BEGIN

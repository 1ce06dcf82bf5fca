//! gpu backend, loaded from `libmagma` at runtime.

use super::{GeevBackend, GeevBuffers, Job};
use crate::{DType, Error};
use libloading::Library;
use num_complex::{Complex32, Complex64};
use std::ffi::c_int;
use std::path::Path;

/// `magma_int_t` of an LP64 build
type MagmaInt = c_int;

const MAGMA_SUCCESS: MagmaInt = 0;
const MAGMA_NO_VEC: c_int = 301;
const MAGMA_VEC: c_int = 302;

type StateFn = unsafe extern "C" fn() -> MagmaInt;
type NbFn = unsafe extern "C" fn(m: MagmaInt, n: MagmaInt) -> MagmaInt;

type RealGeevFn<T> = unsafe extern "C" fn(
	jobvl: c_int,
	jobvr: c_int,
	n: MagmaInt,
	a: *mut T,
	lda: MagmaInt,
	wr: *mut T,
	wi: *mut T,
	vl: *mut T,
	ldvl: MagmaInt,
	vr: *mut T,
	ldvr: MagmaInt,
	work: *mut T,
	lwork: MagmaInt,
	info: *mut MagmaInt,
) -> MagmaInt;

type CplxGeevFn<T, R> = unsafe extern "C" fn(
	jobvl: c_int,
	jobvr: c_int,
	n: MagmaInt,
	a: *mut T,
	lda: MagmaInt,
	w: *mut T,
	vl: *mut T,
	ldvl: MagmaInt,
	vr: *mut T,
	ldvr: MagmaInt,
	work: *mut T,
	lwork: MagmaInt,
	rwork: *mut R,
	info: *mut MagmaInt,
) -> MagmaInt;

#[derive(Copy, Clone)]
struct Api {
	init: StateFn,
	finalize: StateFn,
	sgeqrf_nb: NbFn,
	dgeqrf_nb: NbFn,
	cgeqrf_nb: NbFn,
	zgeqrf_nb: NbFn,
	sgeev: RealGeevFn<f32>,
	dgeev: RealGeevFn<f64>,
	cgeev: CplxGeevFn<Complex32, f32>,
	zgeev: CplxGeevFn<Complex64, f64>,
}

/// MAGMA's blocked `geev` routines.
///
/// `magmaFloatComplex` and `magmaDoubleComplex` have the same layout as [`Complex32`] and
/// [`Complex64`], so complex buffers are passed as-is.
pub struct MagmaBackend {
	api: Api,
	path: String,
	ready: bool,
	// keeps the function pointers in `api` valid
	_library: Library,
}

impl core::fmt::Debug for MagmaBackend {
	fn fmt(&self, f: &mut core::fmt::Formatter<'_>) -> core::fmt::Result {
		f.debug_struct("MagmaBackend")
			.field("path", &self.path)
			.field("ready", &self.ready)
			.finish_non_exhaustive()
	}
}

fn platform_lib_name(name: &str) -> String {
	if cfg!(target_os = "windows") {
		format!("{name}.dll")
	} else if cfg!(target_os = "macos") {
		format!("lib{name}.dylib")
	} else {
		format!("lib{name}.so")
	}
}

/// # safety
/// `F` must match the signature of the symbol `name`.
unsafe fn symbol<F: Copy>(library: &Library, path: &str, name: &str) -> Result<F, Error> {
	let mut c_name = Vec::with_capacity(name.len() + 1);
	c_name.extend_from_slice(name.as_bytes());
	c_name.push(0);

	library
		.get::<F>(&c_name)
		.map(|sym| *sym)
		.map_err(|e| Error::BackendUnavailable(format!("symbol `{name}` not found in `{path}`: {e}")))
}

#[inline]
fn vec_code(job: Job) -> c_int {
	match job {
		Job::NoVectors => MAGMA_NO_VEC,
		Job::Vectors => MAGMA_VEC,
	}
}

#[inline]
fn to_int(value: usize, n: usize) -> Result<MagmaInt, Error> {
	MagmaInt::try_from(value).map_err(|_| Error::invalid_dimension(n, n))
}

impl MagmaBackend {
	/// loads `libmagma`, either from `path` or by platform library name.
	///
	/// # errors
	/// returns [`Error::BackendUnavailable`] if the library or one of its symbols cannot be
	/// found.
	pub fn load(path: Option<&Path>) -> Result<Self, Error> {
		let path = match path {
			Some(path) => path.display().to_string(),
			None => platform_lib_name("magma"),
		};

		// SAFETY: loading MAGMA runs no initialization routine with preconditions
		let library = unsafe { Library::new(&path) }
			.map_err(|e| Error::BackendUnavailable(format!("failed to load `{path}`: {e}")))?;

		// SAFETY: the signatures match the MAGMA 2.x headers
		let api = unsafe {
			Api {
				init: symbol(&library, &path, "magma_init")?,
				finalize: symbol(&library, &path, "magma_finalize")?,
				sgeqrf_nb: symbol(&library, &path, "magma_get_sgeqrf_nb")?,
				dgeqrf_nb: symbol(&library, &path, "magma_get_dgeqrf_nb")?,
				cgeqrf_nb: symbol(&library, &path, "magma_get_cgeqrf_nb")?,
				zgeqrf_nb: symbol(&library, &path, "magma_get_zgeqrf_nb")?,
				sgeev: symbol(&library, &path, "magma_sgeev")?,
				dgeev: symbol(&library, &path, "magma_dgeev")?,
				cgeev: symbol(&library, &path, "magma_cgeev")?,
				zgeev: symbol(&library, &path, "magma_zgeev")?,
			}
		};

		log::debug!("magma: loaded `{path}`");
		Ok(Self {
			api,
			path,
			ready: false,
			_library: library,
		})
	}

	/// path the library was loaded from
	#[inline]
	pub fn path(&self) -> &str {
		&self.path
	}

	fn check_ready(&self) -> Result<(), Error> {
		if self.ready {
			Ok(())
		} else {
			Err(Error::BackendNotReady)
		}
	}
}

macro_rules! real_geev {
	($name: ident, $ty: ty) => {
		fn $name(&mut self, jobvl: Job, jobvr: Job, b: &mut GeevBuffers<$ty>) -> Result<i32, Error> {
			self.check_ready()?;
			b.check()?;
			let n = b.n;
			let n_ = to_int(n, n)?;
			let lda = to_int(b.lda(), n)?;
			let ldvl = to_int(b.ldvl(), n)?;
			let ldvr = to_int(b.ldvr(), n)?;
			let lwork = to_int(b.work.len(), n)?;
			let mut info: MagmaInt = 0;

			// SAFETY: `check` verified every buffer is long enough for an `n×n` solve
			unsafe {
				(self.api.$name)(
					vec_code(jobvl),
					vec_code(jobvr),
					n_,
					b.a.as_mut_ptr(),
					lda,
					b.w.as_mut_ptr(),
					b.wi.as_mut_ptr(),
					b.vl.as_mut_ptr(),
					ldvl,
					b.vr.as_mut_ptr(),
					ldvr,
					b.work.as_mut_ptr(),
					lwork,
					&mut info,
				);
			}
			Ok(info)
		}
	};
}

macro_rules! cplx_geev {
	($name: ident, $ty: ty) => {
		fn $name(&mut self, jobvl: Job, jobvr: Job, b: &mut GeevBuffers<$ty>) -> Result<i32, Error> {
			self.check_ready()?;
			b.check()?;
			let n = b.n;
			let n_ = to_int(n, n)?;
			let lda = to_int(b.lda(), n)?;
			let ldvl = to_int(b.ldvl(), n)?;
			let ldvr = to_int(b.ldvr(), n)?;
			let lwork = to_int(b.work.len(), n)?;
			let mut info: MagmaInt = 0;

			// SAFETY: `check` verified every buffer is long enough for an `n×n` solve
			unsafe {
				(self.api.$name)(
					vec_code(jobvl),
					vec_code(jobvr),
					n_,
					b.a.as_mut_ptr(),
					lda,
					b.w.as_mut_ptr(),
					b.vl.as_mut_ptr(),
					ldvl,
					b.vr.as_mut_ptr(),
					ldvr,
					b.work.as_mut_ptr(),
					lwork,
					b.rwork.as_mut_ptr(),
					&mut info,
				);
			}
			Ok(info)
		}
	};
}

impl GeevBackend for MagmaBackend {
	#[inline]
	fn name(&self) -> &str {
		"magma"
	}

	fn init(&mut self) -> Result<(), Error> {
		if self.ready {
			return Ok(());
		}
		// SAFETY: no preconditions
		let status = unsafe { (self.api.init)() };
		if status != MAGMA_SUCCESS {
			log::warn!("magma: magma_init returned {status}");
			return Err(Error::BackendNotReady);
		}
		self.ready = true;
		Ok(())
	}

	fn finalize(&mut self) {
		if !self.ready {
			return;
		}
		// SAFETY: paired with a successful `magma_init`
		let status = unsafe { (self.api.finalize)() };
		if status != MAGMA_SUCCESS {
			log::warn!("magma: magma_finalize returned {status}");
		}
		self.ready = false;
	}

	#[inline]
	fn is_initialized(&self) -> bool {
		self.ready
	}

	fn geqrf_nb(&self, dtype: DType, m: usize, n: usize) -> Result<usize, Error> {
		self.check_ready()?;
		let (m_, n_) = (to_int(m, n)?, to_int(n, n)?);
		let f = match dtype {
			DType::F32 => self.api.sgeqrf_nb,
			DType::F64 => self.api.dgeqrf_nb,
			DType::C32 => self.api.cgeqrf_nb,
			DType::C64 => self.api.zgeqrf_nb,
		};
		// SAFETY: pure query
		let nb = unsafe { f(m_, n_) };
		Ok(usize::try_from(nb).unwrap_or(0).max(1))
	}

	real_geev!(sgeev, f32);
	real_geev!(dgeev, f64);
	cplx_geev!(cgeev, Complex32);
	cplx_geev!(zgeev, Complex64);
}

impl Drop for MagmaBackend {
	fn drop(&mut self) {
		self.finalize();
	}
}
use crate::{DType, Element, Error};
use core::ops::{Index, IndexMut};
use equator::assert;
use num_complex::{Complex32, Complex64};
use num_traits::Zero;

/// heap-allocated dense matrix, stored in column-major order.
///
/// element `(i, j)` lives at `data[i + j * nrows]`, so the leading dimension is always equal to
/// the number of rows.
#[derive(Clone, PartialEq)]
pub struct Matrix<T> {
	data: Vec<T>,
	nrows: usize,
	ncols: usize,
}

impl<T: Copy> Matrix<T> {
	/// creates a matrix from column-major storage
	pub fn from_column_major(nrows: usize, ncols: usize, data: Vec<T>) -> Result<Self, Error> {
		check_len(nrows, ncols, data.len())?;
		Ok(Self { data, nrows, ncols })
	}

	/// creates a matrix from row-major storage, which is transposed into column-major order
	pub fn from_row_major(nrows: usize, ncols: usize, data: &[T]) -> Result<Self, Error> {
		check_len(nrows, ncols, data.len())?;
		Ok(Self::from_fn(nrows, ncols, |i, j| data[i * ncols + j]))
	}

	/// creates a matrix whose `(i, j)` element is `f(i, j)`
	pub fn from_fn(nrows: usize, ncols: usize, mut f: impl FnMut(usize, usize) -> T) -> Self {
		let mut data = Vec::with_capacity(nrows * ncols);
		for j in 0..ncols {
			for i in 0..nrows {
				data.push(f(i, j));
			}
		}
		Self { data, nrows, ncols }
	}

	/// creates a square matrix with `diag` on its diagonal
	pub fn from_diagonal(diag: &[T]) -> Self
	where
		T: Zero,
	{
		let n = diag.len();
		Self::from_fn(n, n, |i, j| if i == j { diag[i] } else { T::zero() })
	}

	pub fn zeros(nrows: usize, ncols: usize) -> Self
	where
		T: Zero,
	{
		Self {
			data: vec![T::zero(); nrows * ncols],
			nrows,
			ncols,
		}
	}

	#[inline]
	pub fn nrows(&self) -> usize {
		self.nrows
	}

	#[inline]
	pub fn ncols(&self) -> usize {
		self.ncols
	}

	#[inline]
	pub fn shape(&self) -> (usize, usize) {
		(self.nrows, self.ncols)
	}

	#[inline]
	pub fn is_square(&self) -> bool {
		self.nrows == self.ncols
	}

	#[inline]
	#[track_caller]
	pub fn read(&self, row: usize, col: usize) -> T {
		self[(row, col)]
	}

	#[inline]
	#[track_caller]
	pub fn write(&mut self, row: usize, col: usize, value: T) {
		self[(row, col)] = value;
	}

	/// column-major storage
	#[inline]
	pub fn as_slice(&self) -> &[T] {
		&self.data
	}

	#[inline]
	pub fn as_mut_slice(&mut self) -> &mut [T] {
		&mut self.data
	}

	#[inline]
	#[track_caller]
	pub fn col(&self, col: usize) -> &[T] {
		assert!(col < self.ncols);
		&self.data[col * self.nrows..(col + 1) * self.nrows]
	}

	#[inline]
	pub fn into_vec(self) -> Vec<T> {
		self.data
	}

	/// returns the matrix with columns reordered so that column `j` is column `perm[j]` of
	/// `self`
	#[track_caller]
	pub(crate) fn permute_cols(&self, perm: &[usize]) -> Self {
		assert!(perm.len() == self.ncols);
		let mut data = Vec::with_capacity(self.data.len());
		for &j in perm {
			data.extend_from_slice(self.col(j));
		}
		Self {
			data,
			nrows: self.nrows,
			ncols: self.ncols,
		}
	}
}

fn check_len(nrows: usize, ncols: usize, len: usize) -> Result<(), Error> {
	match nrows.checked_mul(ncols) {
		Some(expected) if expected == len => Ok(()),
		_ => Err(Error::InvalidDimension {
			nrows,
			ncols,
			len: Some(len),
		}),
	}
}

impl<T> Index<(usize, usize)> for Matrix<T> {
	type Output = T;

	#[inline]
	#[track_caller]
	fn index(&self, (row, col): (usize, usize)) -> &T {
		assert!(all(row < self.nrows, col < self.ncols));
		&self.data[row + col * self.nrows]
	}
}

impl<T> IndexMut<(usize, usize)> for Matrix<T> {
	#[inline]
	#[track_caller]
	fn index_mut(&mut self, (row, col): (usize, usize)) -> &mut T {
		assert!(all(row < self.nrows, col < self.ncols));
		&mut self.data[row + col * self.nrows]
	}
}

impl<T: core::fmt::Debug> core::fmt::Debug for Matrix<T> {
	fn fmt(&self, f: &mut core::fmt::Formatter<'_>) -> core::fmt::Result {
		struct Row<'a, T>(&'a Matrix<T>, usize);

		impl<T: core::fmt::Debug> core::fmt::Debug for Row<'_, T> {
			fn fmt(&self, f: &mut core::fmt::Formatter<'_>) -> core::fmt::Result {
				let Row(mat, i) = *self;
				f.debug_list()
					.entries((0..mat.ncols).map(|j| &mat.data[i + j * mat.nrows]))
					.finish()
			}
		}

		f.debug_list().entries((0..self.nrows).map(|i| Row(self, i))).finish()
	}
}

/// matrix whose element type is only known at runtime
#[derive(Clone, Debug, PartialEq)]
pub enum DynMatrix {
	F32(Matrix<f32>),
	F64(Matrix<f64>),
	C32(Matrix<Complex32>),
	C64(Matrix<Complex64>),
}

impl DynMatrix {
	#[inline]
	pub fn dtype(&self) -> DType {
		match self {
			DynMatrix::F32(_) => DType::F32,
			DynMatrix::F64(_) => DType::F64,
			DynMatrix::C32(_) => DType::C32,
			DynMatrix::C64(_) => DType::C64,
		}
	}

	#[inline]
	pub fn shape(&self) -> (usize, usize) {
		match self {
			DynMatrix::F32(mat) => mat.shape(),
			DynMatrix::F64(mat) => mat.shape(),
			DynMatrix::C32(mat) => mat.shape(),
			DynMatrix::C64(mat) => mat.shape(),
		}
	}

	/// creates a matrix of element type `dtype` from a generator of complex values.
	///
	/// for real types only the real part of each generated value is kept.
	pub fn from_fn(dtype: DType, nrows: usize, ncols: usize, mut f: impl FnMut(usize, usize) -> Complex64) -> Self {
		match dtype {
			DType::F32 => DynMatrix::F32(Matrix::from_fn(nrows, ncols, |i, j| f(i, j).re as f32)),
			DType::F64 => DynMatrix::F64(Matrix::from_fn(nrows, ncols, |i, j| f(i, j).re)),
			DType::C32 => DynMatrix::C32(Matrix::from_fn(nrows, ncols, |i, j| {
				let z = f(i, j);
				Complex32::new(z.re as f32, z.im as f32)
			})),
			DType::C64 => DynMatrix::C64(Matrix::from_fn(nrows, ncols, f)),
		}
	}
}

macro_rules! impl_from {
	($ty: ty, $variant: ident) => {
		impl From<Matrix<$ty>> for DynMatrix {
			#[inline]
			fn from(value: Matrix<$ty>) -> Self {
				DynMatrix::$variant(value)
			}
		}
	};
}

impl_from!(f32, F32);
impl_from!(f64, F64);
impl_from!(Complex32, C32);
impl_from!(Complex64, C64);

impl<T: Element> Matrix<T> {
	/// runtime element type of the matrix
	#[inline]
	pub fn dtype(&self) -> DType {
		T::DTYPE
	}
}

END

What needs to be done:
Type out again, exactly as written, the lines from the beginning of the material through the one containing "must match the".

Problem solution:
repository 1ce06dcf82bf5fca
//! gpu backend, loaded from `libmagma` at runtime.

use super::{GeevBackend, GeevBuffers, Job};
use crate::{DType, Error};
use libloading::Library;
use num_complex::{Complex32, Complex64};
use std::ffi::c_int;
use std::path::Path;

/// `magma_int_t` of an LP64 build
type MagmaInt = c_int;

const MAGMA_SUCCESS: MagmaInt = 0;
const MAGMA_NO_VEC: c_int = 301;
const MAGMA_VEC: c_int = 302;

type StateFn = unsafe extern "C" fn() -> MagmaInt;
type NbFn = unsafe extern "C" fn(m: MagmaInt, n: MagmaInt) -> MagmaInt;

type RealGeevFn<T> = unsafe extern "C" fn(
	jobvl: c_int,
	jobvr: c_int,
	n: MagmaInt,
	a: *mut T,
	lda: MagmaInt,
	wr: *mut T,
	wi: *mut T,
	vl: *mut T,
	ldvl: MagmaInt,
	vr: *mut T,
	ldvr: MagmaInt,
	work: *mut T,
	lwork: MagmaInt,
	info: *mut MagmaInt,
) -> MagmaInt;

type CplxGeevFn<T, R> = unsafe extern "C" fn(
	jobvl: c_int,
	jobvr: c_int,
	n: MagmaInt,
	a: *mut T,
	lda: MagmaInt,
	w: *mut T,
	vl: *mut T,
	ldvl: MagmaInt,
	vr: *mut T,
	ldvr: MagmaInt,
	work: *mut T,
	lwork: MagmaInt,
	rwork: *mut R,
	info: *mut MagmaInt,
) -> MagmaInt;

#[derive(Copy, Clone)]
struct Api {
	init: StateFn,
	finalize: StateFn,
	sgeqrf_nb: NbFn,
	dgeqrf_nb: NbFn,
	cgeqrf_nb: NbFn,
	zgeqrf_nb: NbFn,
	sgeev: RealGeevFn<f32>,
	dgeev: RealGeevFn<f64>,
	cgeev: CplxGeevFn<Complex32, f32>,
	zgeev: CplxGeevFn<Complex64, f64>,
}

/// MAGMA's blocked `geev` routines.
///
/// `magmaFloatComplex` and `magmaDoubleComplex` have the same layout as [`Complex32`] and
/// [`Complex64`], so complex buffers are passed as-is.
pub struct MagmaBackend {
	api: Api,
	path: String,
	ready: bool,
	// keeps the function pointers in `api` valid
	_library: Library,
}

impl core::fmt::Debug for MagmaBackend {
	fn fmt(&self, f: &mut core::fmt::Formatter<'_>) -> core::fmt::Result {
		f.debug_struct("MagmaBackend")
			.field("path", &self.path)
			.field("ready", &self.ready)
			.finish_non_exhaustive()
	}
}

fn platform_lib_name(name: &str) -> String {
	if cfg!(target_os = "windows") {
		format!("{name}.dll")
	} else if cfg!(target_os = "macos") {
		format!("lib{name}.dylib")
	} else {
		format!("lib{name}.so")
	}
}

/// # safety
/// `F` must match the signature of the symbol `name`.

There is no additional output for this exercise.